We’ve now got the big reveal and have entered a period of public engagement.  Avid readers – and even non-avid ones – will recall that the consultations run by ‘the last lot’ generally ignored significant public feedback about moving car parking away from the Embankment river front to free up the space for people rather than vehicles.  The process also saw the original ‘well wide of the mark’ Terry designs become blander and blander and the much touted ‘town square’ get smaller and smaller. It was all a bit of a mess. We all love a faceless committee but that’s no way to design a riverside development. OK, so it probably is but you get the gist.

Riverside near Water Lane

The five shortlisted teams trying to woo Twickenham with their design flair are: Baynes and Mitchell; Allies and Morrison; Cullinan Studio; Hopkins Architects; Haworth Tompkins. And what of the new designs?  We were hoping for clever ideas, innovative solutions to the parking conundrum and architecture which makes some kind of nod to Twickenham’s riverside heritage without being either too twee, too utilitarian, too overbearing or focusing on winning a design award with some kind of ‘BOLD STATEMENT’.  Did we get them? Here’s what we reckon after a quick glance at the runners and riders (who remain unnamed on each set of plans).  In a word, interestingish.  Most of them start from a better place than where the previous design ended up.

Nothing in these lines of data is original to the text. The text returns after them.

//! Child URI allocation for POST
//!
//! Names are claimed through the store's uniqueness constraint, never an
//! in-process lock. A [`Reservation`] that is neither committed nor
//! released gives its name back when dropped.

use super::error::{LdpError, LdpResult};
use crate::rdf::NamedNode;
use crate::store::{DocumentStore, StoreError};
use percent_encoding::{percent_decode_str, utf8_percent_encode, AsciiSet, NON_ALPHANUMERIC};
use std::sync::Arc;
use tokio::runtime::Handle;
use tracing::{debug, warn};
use uuid::Uuid;

/// Everything except RFC 3986 unreserved characters
const SEGMENT: &AsciiSet = &NON_ALPHANUMERIC.remove(b'-').remove(b'_').remove(b'.').remove(b'~');

/// Generated names tried after the slug before giving up
pub const DEFAULT_MAX_ATTEMPTS: usize = 8;

/// A reserved child name
pub struct Reservation {
    store: Arc<dyn DocumentStore>,
    name: NamedNode,
    armed: bool,
}

impl Reservation {
    /// Guard a name that was reserved directly through the store
    pub(crate) fn adopt(store: Arc<dyn DocumentStore>, name: NamedNode) -> Self {
        Self {
            store,
            name,
            armed: true,
        }
    }

    pub fn name(&self) -> &NamedNode {
        &self.name
    }

    /// Keep the name; the document has been persisted under it
    pub fn commit(mut self) -> NamedNode {
        self.armed = false;
        self.name.clone()
    }

    /// Give the name back. Failures are logged, not returned.
    pub async fn release(mut self) {
        self.armed = false;
        if let Err(e) = self.store.release_uri(&self.name).await {
            warn!("Failed to release reserved URI {}: {}", self.name.as_str(), e);
        }
    }
}

impl Drop for Reservation {
    fn drop(&mut self) {
        if !self.armed {
            return;
        }
        let store = Arc::clone(&self.store);
        let name = self.name.clone();
        match Handle::try_current() {
            Ok(handle) => {
                handle.spawn(async move {
                    if let Err(e) = store.release_uri(&name).await {
                        warn!("Failed to release abandoned URI {}: {}", name.as_str(), e);
                    }
                });
            }
            Err(_) => warn!("No runtime to release abandoned URI {}", name.as_str()),
        }
    }
}

/// Container URI without query or fragment, ending in `/`
pub fn container_base(container: &NamedNode) -> String {
    let iri = container.as_str();
    let end = iri.find(['?', '#']).unwrap_or(iri.len());
    let mut base = iri[..end].to_string();
    if !base.ends_with('/') {
        base.push('/');
    }
    base
}

/// Turn a client `Slug` into a single safe path segment.
///
/// The slug is percent-decoded, path separators and query/fragment
/// delimiters are dropped, and the remainder is percent-encoded outside the
/// unreserved set. Returns `None` when nothing usable is left.
pub fn slug_segment(slug: &str) -> Option<String> {
    let decoded = percent_decode_str(slug).decode_utf8_lossy();
    let cleaned: String = decoded
        .chars()
        .filter(|c| !matches!(c, '/' | '\\' | '?' | '#') && !c.is_control())
        .collect();
    let cleaned = cleaned.trim();
    if cleaned.is_empty() || cleaned == "." || cleaned == ".." {
        return None;
    }
    Some(utf8_percent_encode(cleaned, SEGMENT).to_string())
}

fn generated_segment() -> String {
    format!("res{}", Uuid::new_v4().simple())
}

/// Reserve a fresh child name under `container`.
///
/// The slug candidate is tried first; on collision (or without a usable
/// slug) generated names are tried up to `max_attempts` times.
pub async fn allocate(
    store: &Arc<dyn DocumentStore>,
    container: &NamedNode,
    slug: Option<&str>,
    max_attempts: usize,
) -> LdpResult<Reservation> {
    let base = container_base(container);
    let slug_candidate = slug.and_then(slug_segment);
    let candidates = slug_candidate
        .into_iter()
        .chain(std::iter::repeat_with(generated_segment).take(max_attempts.max(1)));

    let mut last_name = base.clone();
    for segment in candidates {
        let iri = format!("{}{}", base, segment);
        let Ok(name) = NamedNode::new(iri.as_str()) else {
            debug!("Skipping invalid child IRI {}", iri);
            continue;
        };
        match store.reserve_uri(&name).await {
            Ok(()) => {
                debug!("Reserved {}", name.as_str());
                return Ok(Reservation::adopt(Arc::clone(store), name));
            }
            Err(StoreError::DuplicateName(_)) => {
                debug!("Name {} taken, trying another", name.as_str());
                last_name = iri;
            }
            Err(e) => return Err(e.into()),
        }
    }

    Err(LdpError::Store(StoreError::DuplicateName(last_name)))
}
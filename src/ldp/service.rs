//! Request orchestration: the LDP protocol state machine
//!
//! `LdpService` sequences fetch, classification, validation, persistence and
//! synthesis for each HTTP method. It is transport independent: requests
//! and responses are plain values built on the `http` types, and every
//! failure becomes a response rather than an error.

use super::allocator::{self, DEFAULT_MAX_ATTEMPTS};
use super::concurrency::{check_if_match, not_modified};
use super::containment::{strip_containment, Containment};
use super::document::{InteractionModel, ResourceDocument};
use super::error::{LdpError, LdpResult};
use super::headers::{self, Preferences, ACCEPT_POST, PREFERENCE_APPLIED, SLUG};
use super::membership::{inject_member_of, membership_triples, strip_membership, update_registration};
use super::representation::Synthesized;
use super::resolver::resolve;
use crate::rdf::namespace::{ldp, rdf};
use crate::rdf::{NamedNode, RdfFormat, RdfParser, RdfSerializer, Triple};
use crate::store::{DocumentStore, StoreError};
use axum::http::header::{ALLOW, CONTENT_TYPE, ETAG, IF_MATCH, IF_NONE_MATCH, LINK, LOCATION, VARY};
use axum::http::{HeaderMap, Method, StatusCode};
use bytes::Bytes;
use std::sync::Arc;
use tracing::{debug, error, info};

const ALLOW_RESOURCE: &str = "GET, HEAD, OPTIONS, PUT, DELETE";
const ALLOW_CONTAINER: &str = "GET, HEAD, OPTIONS, PUT, DELETE, POST";

/// Engine settings
#[derive(Debug, Clone)]
pub struct LdpOptions {
    /// Target of `Link: rel="describedby"`
    pub constraints_uri: Option<String>,
    /// Generated names tried per POST after the slug
    pub max_allocation_attempts: usize,
}

impl Default for LdpOptions {
    fn default() -> Self {
        Self {
            constraints_uri: None,
            max_allocation_attempts: DEFAULT_MAX_ATTEMPTS,
        }
    }
}

/// Incoming request addressed to one resource
#[derive(Debug, Clone)]
pub struct LdpRequest {
    /// Absolute resource URI, without query
    pub uri: String,
    pub headers: HeaderMap,
    pub body: Bytes,
}

impl LdpRequest {
    pub fn new(uri: impl Into<String>) -> Self {
        Self {
            uri: uri.into(),
            headers: HeaderMap::new(),
            body: Bytes::new(),
        }
    }
}

/// Outgoing response
#[derive(Debug, Clone)]
pub struct LdpResponse {
    pub status: StatusCode,
    pub headers: HeaderMap,
    pub body: Option<Bytes>,
}

impl LdpResponse {
    fn new(status: StatusCode) -> Self {
        Self {
            status,
            headers: HeaderMap::new(),
            body: None,
        }
    }

    /// Header value as text, mostly for tests
    pub fn header(&self, name: &str) -> Option<&str> {
        self.headers.get(name).and_then(|v| v.to_str().ok())
    }
}

/// The LDP request orchestrator
#[derive(Clone)]
pub struct LdpService {
    store: Arc<dyn DocumentStore>,
    options: Arc<LdpOptions>,
}
//! HTTP server for the LDP API

use super::handler::{constraints_handler, resource_handler, AppState};
use crate::config::{ConfigResult, ServerConfig};
use crate::ldp::LdpService;
use axum::{routing::get, Router};
use tower::ServiceBuilder;
use tower_http::cors::CorsLayer;
use tower_http::trace::TraceLayer;
use tracing::info;

/// Build the router: the constraints document plus the resource fallback
pub fn router(config: &ServerConfig, service: LdpService) -> ConfigResult<Router> {
    let state = AppState {
        service,
        app_base: config.app_base()?.into(),
        context: config.context_path()?.into(),
    };

    Ok(Router::new()
        .route(&config.constraints_path, get(constraints_handler))
        .fallback(resource_handler)
        .layer(
            ServiceBuilder::new()
                .layer(TraceLayer::new_for_http())
                .layer(CorsLayer::permissive()),
        )
        .with_state(state))
}

/// HTTP server exposing one LDP service
pub struct LdpServer {
    config: ServerConfig,
    service: LdpService,
}

impl LdpServer {
    /// Create a new HTTP server
    pub fn new(config: ServerConfig, service: LdpService) -> Self {
        Self { config, service }
    }

    /// Serve until Ctrl+C
    pub async fn start(self) -> Result<(), Box<dyn std::error::Error + Send + Sync>> {
        let app = router(&self.config, self.service)?;

        let addr = self.config.listen_addr();
        let listener = tokio::net::TcpListener::bind(&addr).await?;

        info!("Listening on {}", addr);
        info!("Root container at {}", self.config.ldp_base()?);

        axum::serve(listener, app)
            .with_graceful_shutdown(async {
                let _ = tokio::signal::ctrl_c().await;
                info!("Shutting down");
            })
            .await?;

        Ok(())
    }
}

All of them place a strong emphasis on open space by the river. Parking and traffic is moved off the river front but whether the issue is truly ‘solved’ will require more detailed scrutiny. All contain a fair amount of building – that was always going to be the case – and some are more ‘blocky’ than others.  Styles vary quite significantly but in essence, although none of them tick every box right away, there’s some good stuff to go on. Some folk will be disappointed there’s no lido although one design features a ‘natural pool’ which, we are told, is definitely not a traditional lido but nor is it a ‘Hampstead style pond’, but yes you can swim in it. That architect also features a big arch over a cafe which you’ll either quite like or hate. There’s lots to look through in more detail but surely there’s something in these five sets of plans that people can broadly support? Yes? Maybe?


“Architect 1”


“Architect 2”


“Architect 3”


“Architect 4”


“Architect 5”

What next? Well, from now until 2nd October you have an opportunity to tell LBRuT what you think about the designs and this, dear reader, we are told will enable the Design Panel peeps to take account of public views and help push things forward. In other words, it’s not a public vote but your views will (or at least might) be taken into account as part of the “detailed process of development and engagement”. The chosen architect team will be announced in November.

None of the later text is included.